According to the fifth aspect described above, the frame is provided on the outer portion of the flight vehicle main body, and the first protrusion and the second protrusion face each other at the further outer side than the frame with respect to the flight vehicle main body in the storage state. Thereby, the following effects are achieved.

Compared to the case where the first protrusion and the second protrusion face each other at a further inner side than the frame with respect to the flight vehicle main body in the storage state, it is possible to easily ensure a space inside the frame.

According to the sixth aspect described above, by including the drive portion that drives the first protrusion directly above the frame, the following effects are achieved.

It becomes possible to maintain and release the storage of the landing leg by the drive of the first protrusion. Additionally, it is possible to ensure a space inside the frame.

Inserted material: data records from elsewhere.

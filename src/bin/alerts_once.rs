//! Run the alerts pipeline once and print the ranked list to stdout.

use chrono::{DateTime, Local, Utc};
use district_alerts::{build_pipeline, Alert, FilterConfig};

/// e.g. "Tuesday, 1 July, 6:00 pm"
fn readable_time(t: DateTime<Utc>) -> String {
    t.with_timezone(&Local)
        .format("%A, %-d %B, %-I:%M %P")
        .to_string()
}

fn print_alert(a: &Alert) {
    let marker = if a.qualifies { "*" } else { " " };
    println!("{marker} {}", a.title());
    if let Some(onset) = a.onset {
        println!("    Starts: {}", readable_time(onset));
    }
    if let Some(url) = &a.info_url {
        println!("    More information: {url}");
    }
}

#[tokio::main]
async fn main() -> anyhow::Result<()> {
    let _ = dotenvy::dotenv();
    tracing_subscriber::fmt()
        .with_target(false)
        .with_writer(std::io::stderr)
        .init();

    let config = FilterConfig::load_default()?;
    let pipeline = build_pipeline(config);

    match pipeline.run(Utc::now()).await {
        Ok(alerts) if alerts.is_empty() => println!("No alerts found."),
        Ok(alerts) => alerts.iter().for_each(print_alert),
        Err(e) => {
            tracing::error!(error = %e, "error loading alerts");
            println!("Failed to load alerts.");
            std::process::exit(1);
        }
    }
    Ok(())
}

According to the seventh aspect described above, in the storage state, the electric power is not supplied to the drive portion, and thereby, the following effects are achieved.

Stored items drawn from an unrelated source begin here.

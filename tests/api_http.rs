// tests/api_http.rs
//
// HTTP-level tests for the public API Router without opening sockets.
// We exercise the router directly via tower::ServiceExt::oneshot.

mod common;

use std::sync::Arc;

use axum::{
    body::{self, Body},
    http::{Request, StatusCode},
    Router,
};
use serde_json::Value as Json;
use tower::ServiceExt as _;

use common::*;
use district_alerts::api::{create_router, AppState};
use district_alerts::{AlertPipeline, MemoryStore, StaticFetcher};

const BODY_LIMIT: usize = 1024 * 1024;

fn router_with(fetcher: StaticFetcher) -> Router {
    let pipeline = AlertPipeline::new(config(), Arc::new(fetcher), Arc::new(MemoryStore::new()));
    create_router(AppState {
        pipeline: Arc::new(pipeline),
    })
}

async fn get_json(app: Router, uri: &str) -> (StatusCode, Json) {
    let req = Request::builder()
        .method("GET")
        .uri(uri)
        .body(Body::empty())
        .expect("build request");
    let resp = app.oneshot(req).await.expect("oneshot");
    let status = resp.status();
    let bytes = body::to_bytes(resp.into_body(), BODY_LIMIT)
        .await
        .expect("read body");
    (status, serde_json::from_slice(&bytes).expect("json body"))
}

#[tokio::test]
async fn health_returns_ok() {
    let app = router_with(StaticFetcher::new());
    let req = Request::builder()
        .uri("/health")
        .body(Body::empty())
        .unwrap();
    let resp = app.oneshot(req).await.unwrap();
    assert_eq!(resp.status(), StatusCode::OK);
    let bytes = body::to_bytes(resp.into_body(), BODY_LIMIT).await.unwrap();
    assert_eq!(&bytes[..], b"ok");
}

#[tokio::test]
async fn alerts_returns_ranked_list() {
    // No onset window configured, so wall-clock time does not affect the result.
    let (status, v) = get_json(router_with(full_fetcher()), "/alerts").await;
    assert_eq!(status, StatusCode::OK);
    assert_eq!(v["status"], "ok");
    assert_eq!(v["region"], "Far North District");
    assert_eq!(v["count"], 2);
    assert_eq!(v["alerts"][0]["headline"], "Thunderstorm Watch");
    assert_eq!(v["alerts"][1]["headline"], "Heavy Rain Watch");
    assert_eq!(v["alerts"][1]["qualifies"], true);
    assert_eq!(v["alerts"][1]["info_url"], "https://alerts.test/warnings/1");
}

#[tokio::test]
async fn feed_outage_is_a_single_failure_state() {
    let fetcher = StaticFetcher::new().with(BOUNDARY_URL, BOUNDARY_GEOJSON);
    let (status, v) = get_json(router_with(fetcher), "/alerts").await;
    assert_eq!(status, StatusCode::BAD_GATEWAY);
    assert_eq!(v["status"], "failed");
    assert_eq!(v["error"], "alerts failed to load");
    assert!(v.get("alerts").is_none());
}
use log::trace;

use super::choice::ChoiceSource;

/// Resolve a raw template into a comma-joined tag string.
///
/// One choice is drawn from `rng` per wildcard group that has at least one
/// non-empty option.
pub fn resolve<C: ChoiceSource + ?Sized>(template: &str, rng: &mut C) -> String {
    if template.trim().is_empty() {
        return String::new();
    }

    let lines = non_blank_lines(template);
    let resolved = if is_multiline_group(&lines) {
        resolve_group(&lines, rng)
    } else {
        resolve_standard(&lines, rng)
    };
    trace!("Resolved template {:?} -> {:?}", template, resolved);
    resolved
}

/// True when every line but at most one ends with `|`.
///
/// A template like
///
/// ```text
/// red |
/// blue |
/// green
/// ```
///
/// is a single alternative set, so it resolves to one colour rather than
/// three tags.
pub fn is_multiline_group(lines: &[&str]) -> bool {
    let pipe_endings = lines.iter().filter(|line| line.ends_with('|')).count();
    pipe_endings > 0 && pipe_endings + 1 >= lines.len()
}

pub(super) fn non_blank_lines(template: &str) -> Vec<&str> {
    template
        .split('\n')
        .map(str::trim)
        .filter(|line| !line.is_empty())
        .collect()
}

pub(super) fn split_options(group: &str) -> Vec<&str> {
    group
        .split('|')
        .map(str::trim)
        .filter(|option| !option.is_empty())
        .collect()
}

pub(super) fn pick_one<'a, C: ChoiceSource + ?Sized>(
    options: &[&'a str],
    rng: &mut C,
) -> Option<&'a str> {
    if options.is_empty() {
        return None;
    }
    options.get(rng.pick(options.len())).copied()
}

fn resolve_group<C: ChoiceSource + ?Sized>(lines: &[&str], rng: &mut C) -> String {
    let joined = lines
        .iter()
        .map(|line| line.trim_end_matches(&['|', ','][..]).trim())
        .collect::<Vec<_>>()
        .join(" | ");
    pick_one(&split_options(&joined), rng)
        .unwrap_or_default()
        .to_string()
}

fn resolve_standard<C: ChoiceSource + ?Sized>(lines: &[&str], rng: &mut C) -> String {
    let joined = lines.join(" ");
    let mut parts = Vec::new();
    for part in joined.split(',').map(str::trim).filter(|p| !p.is_empty()) {
        if part.contains('|') {
            // A group with no surviving options drops out entirely.
            if let Some(choice) = pick_one(&split_options(part), rng) {
                parts.push(choice);
            }
        } else {
            parts.push(part);
        }
    }
    parts.join(", ")
}
use crate::error::Result;
use crate::host::{NodeRequest, NodeResponse};
use crate::plugin::NodeEvaluator;
use crate::template::{ChoiceSource, resolve_line_alternatives};

/// Template-only node without inputs. Lines act as alternatives until a
/// line ends with a comma.
pub struct SimpleNode;

impl NodeEvaluator for SimpleNode {
    fn type_id(&self) -> &'static str {
        "prompt_chain_simple"
    }

    fn display_name(&self) -> String {
        "PromptChain Simple".to_string()
    }

    fn evaluate(&self, request: NodeRequest, rng: &mut dyn ChoiceSource) -> Result<NodeResponse> {
        let text = resolve_line_alternatives(&request.text, rng);
        Ok(NodeResponse {
            output: text.clone(),
            positive: text.clone(),
            negative: String::new(),
            display: text,
        })
    }
}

Since the electric power is not required for maintaining the storage of the landing leg, it is possible to contribute to energy saving.

According to the eighth aspect described above, by including the lever that includes the first protrusion and is configured to be rotatable by the drive force of the drive portion, the following effects are achieved.

It becomes possible to maintain and release the storage of the landing leg by the rotation drive of the lever.

According to the ninth aspect described above, part of the lever is formed in the shape along the frame directly above the frame, and thereby, the following effects are achieved.

It is possible to ensure a space inside the frame.

According to the tenth aspect described above, by including the bias member that biases the lever such that facing between the first protrusion and the second protrusion is maintained in the storage state, the following effects are achieved.

Since the electric power is not required for maintaining the storage of the landing leg, it is possible to contribute to energy saving.

According to the eleventh aspect described above, the limit switch that detects the operation of the lever is provided, and part of the limit switch is formed in the shape along the frame. Thereby, the following effects are achieved.

The operation of the lever can be detected by the limit switch. Additionally, it is possible to ensure a space inside the frame.

According to the twelfth aspect described above, the lever includes: the first arm on which the first protrusion is provided; and the second arm that is provided so as to be contactable with the limit switch, and thereby, the following effects are achieved.

The lever can have two functions (a function of maintaining and releasing the storage of the landing leg in the first arm, and a function of operating the limit switch in the second arm). Therefore, a separate component for operating the limit switch is not required. Accordingly, it is possible to realize a simpler configuration.

According to the thirteenth aspect described above, by including: the detection portion that detects the current value of the drive portion; and the determination portion that determines the drive state of the drive portion based on the detection result of the detection portion, the following effects are achieved.

It is possible to understand the drive state of the drive portion.

According to the fourteenth aspect described above, the determination portion determines the drive state of the drive portion based on each of the detection result of the limit switch and the detection result of the detection portion, and thereby, the following effects are achieved.

It is possible to determine the drive state of the drive portion by two conditions (detection of the operation of the lever by the limit switch, and detection of the current value of the drive portion by the detection portion). Therefore, it is possible to provide redundancy.

According to the fifteenth aspect described above, the drive portion is constituted of the solenoid, and thereby, the following effects are achieved.

Compared to the case where the drive portion is constituted of an electric motor (for example, a servomotor or the like), it is possible to reduce a load of control and electric power.